She’s not sure why then, but it hardly matters, because he kisses her back just as fervently, and she finds herself moments later with her back against the wall and her legs around his waist, and she steadies herself with one arm around his neck and reaches down to yank his shirt free from his pants, and—

‘Wait, wait,’ Han gasps.

She pulls her mouth away from his. ‘Change your mind?’ she asks, breathless.

‘Not a chance,’ he says. ‘Just—we should go somewhere more comfortable, don’t you think?’

She smiles. ‘I’m quite comfortable.’

‘Hmm.’ He smiles back at her and gives her a couple of lazy kisses. ‘I just meant this first time should be something more special than a storage closet.’

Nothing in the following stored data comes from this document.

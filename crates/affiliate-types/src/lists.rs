//! Lenient parsing and normalization of list-valued fields.
//!
//! Categories, tags, geo targets, devices, and verticals reach the backend
//! in several shapes: proper JSON arrays, JSON arrays encoded inside a
//! string, `PostgreSQL` array literals (`{a,b}`), or delimited strings
//! (`"a, b; c"`). They are parsed once here, at the write boundary, and
//! stored as plain `TEXT[]` columns from then on.

use serde::{Deserialize, Deserializer};
use serde_json::Value;

/// Characters accepted as separators in delimited list strings.
const DELIMITERS: &[char] = &[',', ';', '|', '\n'];

/// Parse a list from a raw text cell.
///
/// Accepts a JSON-encoded array, a `PostgreSQL` array literal, or a
/// delimited string. The result is normalized with [`normalize`].
pub fn parse_list(raw: &str) -> Vec<String> {
    let trimmed = raw.trim();
    if trimmed.is_empty() {
        return Vec::new();
    }

    if trimmed.starts_with('[')
        && let Ok(items) = serde_json::from_str::<Vec<Value>>(trimmed)
    {
        return normalize(items.iter().filter_map(scalar_text));
    }

    let body = trimmed
        .strip_prefix('{')
        .and_then(|rest| rest.strip_suffix('}'))
        .unwrap_or(trimmed);

    normalize(
        body.split(DELIMITERS)
            .map(|item| item.trim().trim_matches('"').to_owned()),
    )
}

/// Convert an arbitrary JSON value into a normalized list.
///
/// Arrays contribute their scalar members, strings go through
/// [`parse_list`], numbers become their decimal text, and everything else
/// yields an empty list.
pub fn list_from_value(value: &Value) -> Vec<String> {
    match value {
        Value::Array(items) => normalize(items.iter().filter_map(scalar_text)),
        Value::String(s) => parse_list(s),
        Value::Number(n) => normalize([n.to_string()]),
        Value::Bool(_) | Value::Null | Value::Object(_) => Vec::new(),
    }
}

/// Compare two values the way every directory filter does: Unicode
/// lowercase, character by character.
pub fn eq_folded(a: &str, b: &str) -> bool {
    a.chars()
        .flat_map(char::to_lowercase)
        .eq(b.chars().flat_map(char::to_lowercase))
}

/// Trim every entry, drop empties, and drop case-insensitive duplicates.
///
/// The first spelling of a duplicated value wins and order is preserved.
pub fn normalize<I, S>(items: I) -> Vec<String>
where
    I: IntoIterator<Item = S>,
    S: AsRef<str>,
{
    let mut out: Vec<String> = Vec::new();
    for item in items {
        let entry = item.as_ref().trim();
        if entry.is_empty() {
            continue;
        }
        if out.iter().any(|seen| eq_folded(seen, entry)) {
            continue;
        }
        out.push(entry.to_owned());
    }
    out
}

/// Return true when `list` contains `needle`, ignoring case.
pub fn contains_ignore_case(list: &[String], needle: &str) -> bool {
    let needle = needle.trim();
    list.iter().any(|entry| eq_folded(entry, needle))
}

/// Serde adapter for list fields that may arrive in any legacy shape.
///
/// Use with `#[serde(default, deserialize_with = "lenient_list")]`.
pub fn lenient_list<'de, D>(deserializer: D) -> Result<Vec<String>, D::Error>
where
    D: Deserializer<'de>,
{
    let value = Value::deserialize(deserializer)?;
    Ok(list_from_value(&value))
}

fn scalar_text(value: &Value) -> Option<String> {
    match value {
        Value::String(s) => Some(s.clone()),
        Value::Number(n) => Some(n.to_string()),
        Value::Bool(_) | Value::Null | Value::Array(_) | Value::Object(_) => None,
    }
}

#[cfg(test)]
mod tests {
    #![allow(clippy::unwrap_used)]

    use super::*;

    #[test]
    fn folding_handles_non_ascii_letters() {
        assert!(eq_folded("ÄRZTE", "ärzte"));
        assert!(!eq_folded("Ärzte", "Arzte"));
        assert_eq!(normalize(["Über", "über", " ÜBER "]), vec!["Über"]);
        assert!(contains_ignore_case(&[String::from("Österreich")], "ÖSTERREICH"));
    }

    #[test]
    fn parses_every_legacy_shape() {
        let expected = vec!["Finance".to_owned(), "Crypto".to_owned()];
        assert_eq!(parse_list("Finance, Crypto"), expected);
        assert_eq!(parse_list("Finance;Crypto"), expected);
        assert_eq!(parse_list(r#"["Finance","Crypto"]"#), expected);
        assert_eq!(parse_list(r#"{"Finance",Crypto}"#), expected);
        assert_eq!(list_from_value(&serde_json::json!(["Finance", "Crypto"])), expected);
    }

    #[test]
    fn normalization_drops_blanks_and_duplicates() {
        assert_eq!(
            parse_list(" US ,, us , CA ,"),
            vec!["US".to_owned(), "CA".to_owned()]
        );
        assert!(parse_list("   ").is_empty());
        assert!(list_from_value(&Value::Null).is_empty());
    }

    #[test]
    fn malformed_json_falls_back_to_delimiters() {
        assert_eq!(parse_list("[a, b"), vec!["[a".to_owned(), "b".to_owned()]);
    }

    #[test]
    fn lenient_list_deserializes_strings_and_arrays() {
        #[derive(serde::Deserialize)]
        struct Row {
            #[serde(default, deserialize_with = "lenient_list")]
            tags: Vec<String>,
        }

        let a: Row = serde_json::from_str(r#"{"tags": "a|b"}"#).unwrap();
        let b: Row = serde_json::from_str(r#"{"tags": ["a", "b", "A"]}"#).unwrap();
        let c: Row = serde_json::from_str(r"{}").unwrap();
        assert_eq!(a.tags, b.tags);
        assert!(c.tags.is_empty());
    }

    #[test]
    fn contains_ignores_case() {
        let list = vec!["Mobile".to_owned()];
        assert!(contains_ignore_case(&list, "mobile"));
        assert!(!contains_ignore_case(&list, "desktop"));
    }
}
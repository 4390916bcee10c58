//! Audit log entry construction.
//!
//! Updates record `{field: {"from": .., "to": ..}}` for every changed
//! top-level field. Creates and imports record the new row under `after`;
//! deletes record the removed row under `before`.

use affiliate_types::{AuditAction, NewAuditEntry};
use serde::Serialize;
use serde_json::{Map, Value, json};
use uuid::Uuid;

/// Entity name for network rows.
pub const NETWORKS: &str = "networks";
/// Entity name for offer rows.
pub const OFFERS: &str = "offers";
/// Entity name for banner rows.
pub const BANNERS: &str = "banners";
/// Entity name for rotation rows.
pub const ROTATIONS: &str = "banner_rotations";
/// Entity name for master data rows.
pub const MASTER_DATA: &str = "master_data";
/// Entity name for network join requests.
pub const NETWORK_REQUESTS: &str = "network_requests";
/// Entity name for affiliate account details.
pub const AFFILIATE_DETAILS: &str = "affiliate_details";

/// Bookkeeping fields left out of diffs.
const IGNORED_FIELDS: &[&str] = &["updated_at"];

/// Serialize a record for the audit log. Unserializable records log as null.
pub fn snapshot<T: Serialize>(record: &T) -> Value {
    serde_json::to_value(record).unwrap_or(Value::Null)
}

/// Field-level difference between two snapshots.
///
/// Only top-level object fields are compared; non-object snapshots that
/// differ are recorded whole under `from`/`to`.
pub fn diff(before: &Value, after: &Value) -> Map<String, Value> {
    let mut changes = Map::new();
    match (before, after) {
        (Value::Object(old), Value::Object(new)) => {
            for (key, to) in new {
                if IGNORED_FIELDS.contains(&key.as_str()) {
                    continue;
                }
                let from = old.get(key).unwrap_or(&Value::Null);
                if from != to {
                    changes.insert(key.clone(), json!({"from": from, "to": to}));
                }
            }
            for (key, from) in old {
                if !new.contains_key(key) && !IGNORED_FIELDS.contains(&key.as_str()) {
                    changes.insert(key.clone(), json!({"from": from, "to": Value::Null}));
                }
            }
        }
        (old, new) if old != new => {
            changes.insert("value".to_owned(), json!({"from": old, "to": new}));
        }
        _ => {}
    }
    changes
}

/// Audit entry for a newly created row.
pub fn created<T: Serialize>(
    entity: &str,
    entity_id: Uuid,
    action: AuditAction,
    actor: Option<&str>,
    record: &T,
) -> NewAuditEntry {
    entry(entity, entity_id, action, actor, json!({"after": snapshot(record)}))
}

/// Audit entry for a replaced row, or `None` when nothing changed.
pub fn updated<T: Serialize>(
    entity: &str,
    entity_id: Uuid,
    action: AuditAction,
    actor: Option<&str>,
    before: &T,
    after: &T,
) -> Option<NewAuditEntry> {
    let changes = diff(&snapshot(before), &snapshot(after));
    if changes.is_empty() {
        return None;
    }
    Some(entry(entity, entity_id, action, actor, Value::Object(changes)))
}

/// Audit entry for a deleted row.
pub fn deleted<T: Serialize>(entity: &str, entity_id: Uuid, actor: Option<&str>, record: &T) -> NewAuditEntry {
    entry(
        entity,
        entity_id,
        AuditAction::Delete,
        actor,
        json!({"before": snapshot(record)}),
    )
}

fn entry(entity: &str, entity_id: Uuid, action: AuditAction, actor: Option<&str>, changes: Value) -> NewAuditEntry {
    NewAuditEntry {
        entity: entity.to_owned(),
        entity_id,
        action,
        actor: actor.map(str::to_owned),
        changes,
    }
}

#[cfg(test)]
mod tests {
    #![allow(clippy::indexing_slicing)]

    use super::*;

    #[test]
    fn diff_reports_changed_fields_only() {
        let before = json!({"name": "A", "featured": false, "updated_at": "t1", "tags": ["x"]});
        let after = json!({"name": "B", "featured": false, "updated_at": "t2", "tags": ["x"]});
        let changes = diff(&before, &after);
        assert_eq!(changes.len(), 1);
        assert_eq!(changes["name"], json!({"from": "A", "to": "B"}));
    }

    #[test]
    fn removed_fields_become_null() {
        let changes = diff(&json!({"a": 1, "b": 2}), &json!({"a": 1}));
        assert_eq!(changes["b"], json!({"from": 2, "to": null}));
    }

    #[test]
    fn unchanged_update_yields_no_entry() {
        let row = json!({"name": "same"});
        let id = Uuid::now_v7();
        assert!(updated(OFFERS, id, AuditAction::Update, None, &row, &row).is_none());
    }

    #[test]
    fn create_and_delete_wrap_snapshots() {
        let row = json!({"name": "n"});
        let id = Uuid::now_v7();
        let c = created(NETWORKS, id, AuditAction::Import, Some("ops"), &row);
        assert_eq!(c.changes, json!({"after": {"name": "n"}}));
        assert_eq!(c.action, AuditAction::Import);
        assert_eq!(c.actor.as_deref(), Some("ops"));
        let d = deleted(NETWORKS, id, None, &row);
        assert_eq!(d.changes, json!({"before": {"name": "n"}}));
    }
}
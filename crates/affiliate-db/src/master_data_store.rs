//! Master data pick-list persistence.

use affiliate_types::{MasterDataCategory, MasterDataDraft, MasterDataEntry, MasterDataId};
use chrono::{DateTime, Utc};
use sqlx::PgPool;
use uuid::Uuid;

use crate::convert::parse_text;
use crate::error::DbError;

const TABLE: &str = "master_data";

/// Operations on the `master_data` table.
pub struct MasterDataStore<'a> {
    pool: &'a PgPool,
}

impl<'a> MasterDataStore<'a> {
    /// Create a new master data store bound to a connection pool.
    pub const fn new(pool: &'a PgPool) -> Self {
        Self { pool }
    }

    /// List entries, optionally restricted to one category, ordered by
    /// category and value.
    ///
    /// # Errors
    ///
    /// Returns [`DbError`] if the query fails.
    pub async fn list(&self, category: Option<MasterDataCategory>) -> Result<Vec<MasterDataEntry>, DbError> {
        let rows = sqlx::query_as::<_, MasterDataRow>(
            r"SELECT id, category, value, created_at FROM master_data
              WHERE ($1::text IS NULL OR category = $1)
              ORDER BY category, lower(value)",
        )
        .bind(category.map(MasterDataCategory::as_str))
        .fetch_all(self.pool)
        .await?;
        rows.into_iter().map(MasterDataEntry::try_from).collect()
    }

    /// Insert an entry.
    ///
    /// # Errors
    ///
    /// Returns [`DbError::Conflict`] if the value already exists in the
    /// category (case-insensitively).
    pub async fn insert(&self, draft: &MasterDataDraft) -> Result<MasterDataEntry, DbError> {
        let row = sqlx::query_as::<_, MasterDataRow>(
            r"INSERT INTO master_data (category, value) VALUES ($1, $2)
              RETURNING id, category, value, created_at",
        )
        .bind(draft.category.as_str())
        .bind(&draft.value)
        .fetch_one(self.pool)
        .await
        .map_err(|e| DbError::from_write(e, &format!("{} '{}'", draft.category, draft.value)))?;
        row.try_into()
    }

    /// Delete an entry, returning the removed row.
    ///
    /// # Errors
    ///
    /// Returns [`DbError`] if the delete fails.
    pub async fn delete(&self, id: MasterDataId) -> Result<Option<MasterDataEntry>, DbError> {
        let row = sqlx::query_as::<_, MasterDataRow>(
            "DELETE FROM master_data WHERE id = $1 RETURNING id, category, value, created_at",
        )
        .bind(id.into_inner())
        .fetch_optional(self.pool)
        .await?;
        row.map(MasterDataEntry::try_from).transpose()
    }
}

/// A row from the `master_data` table.
#[derive(Debug, Clone, sqlx::FromRow)]
pub struct MasterDataRow {
    /// Entry UUID.
    pub id: Uuid,
    /// Category text.
    pub category: String,
    /// The value.
    pub value: String,
    /// Creation time.
    pub created_at: DateTime<Utc>,
}

impl TryFrom<MasterDataRow> for MasterDataEntry {
    type Error = DbError;

    fn try_from(row: MasterDataRow) -> Result<Self, Self::Error> {
        Ok(Self {
            id: MasterDataId(row.id),
            category: parse_text(TABLE, &row.category)?,
            value: row.value,
            created_at: row.created_at,
        })
    }
}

She blinks at him. ‘First t—wait, are you a virgin?’ 

‘Huh?’ His smile brightens. ‘No. Sorry to disappoint. I meant you and me together.’

Leia feels like she’s been dowsed with cold water.

‘Um.’ She draws a shaky breath. ‘I—I think maybe this isn’t such a good idea.’

She disentangles her legs from around his waist and he lets her down even as he frowns, bewildered.

‘Okay,’ he says slowly. ‘Did I do something to—?’

‘You didn’t do anything wrong,’ she mutters, feeling something hard and raw clawing its way up the inside of her throat. 

‘Do you want to talk—?’

She can only shake her head as she throws the door open and runs, making a dash for her ship so she can cry in peace.

She hadn’t even thought about it, hadn’t even considered the obvious these past two years. After failing to get to the bottom of why he was paying so much attention to her, she’d just accepted Han’s flirting as enjoyable, comfortable, all while stamping down her own feelings as hard as she could.

_I meant you and me together._

It isn’t fair, she thinks, as she collapses onto her bunk. If he just saw her as some quick lay, that would be fine. But that isn’t what this is.

She thinks, as she closes her eyes, that falling for her might be the stupidest thing he’s ever done.

***

She gets really, really good at avoiding him. It doesn’t take long for Han to get the hint and help her out with that.

He’s still commanding, still powerful, still jokes around with other people (gods, she misses that), but she catches him looking at her sometimes, and it hurts like hell.

She thinks about leaving for the first time in years. She almost does, in fact: she’s managed to talk Rieekan into letting her have some time off hours before the Imperials hit the Hoth base.

There’s no time for thinking in between all the chaos of the evacuation, but now she’s parked up in some asteroid crater and Han’s right here on her ship with her.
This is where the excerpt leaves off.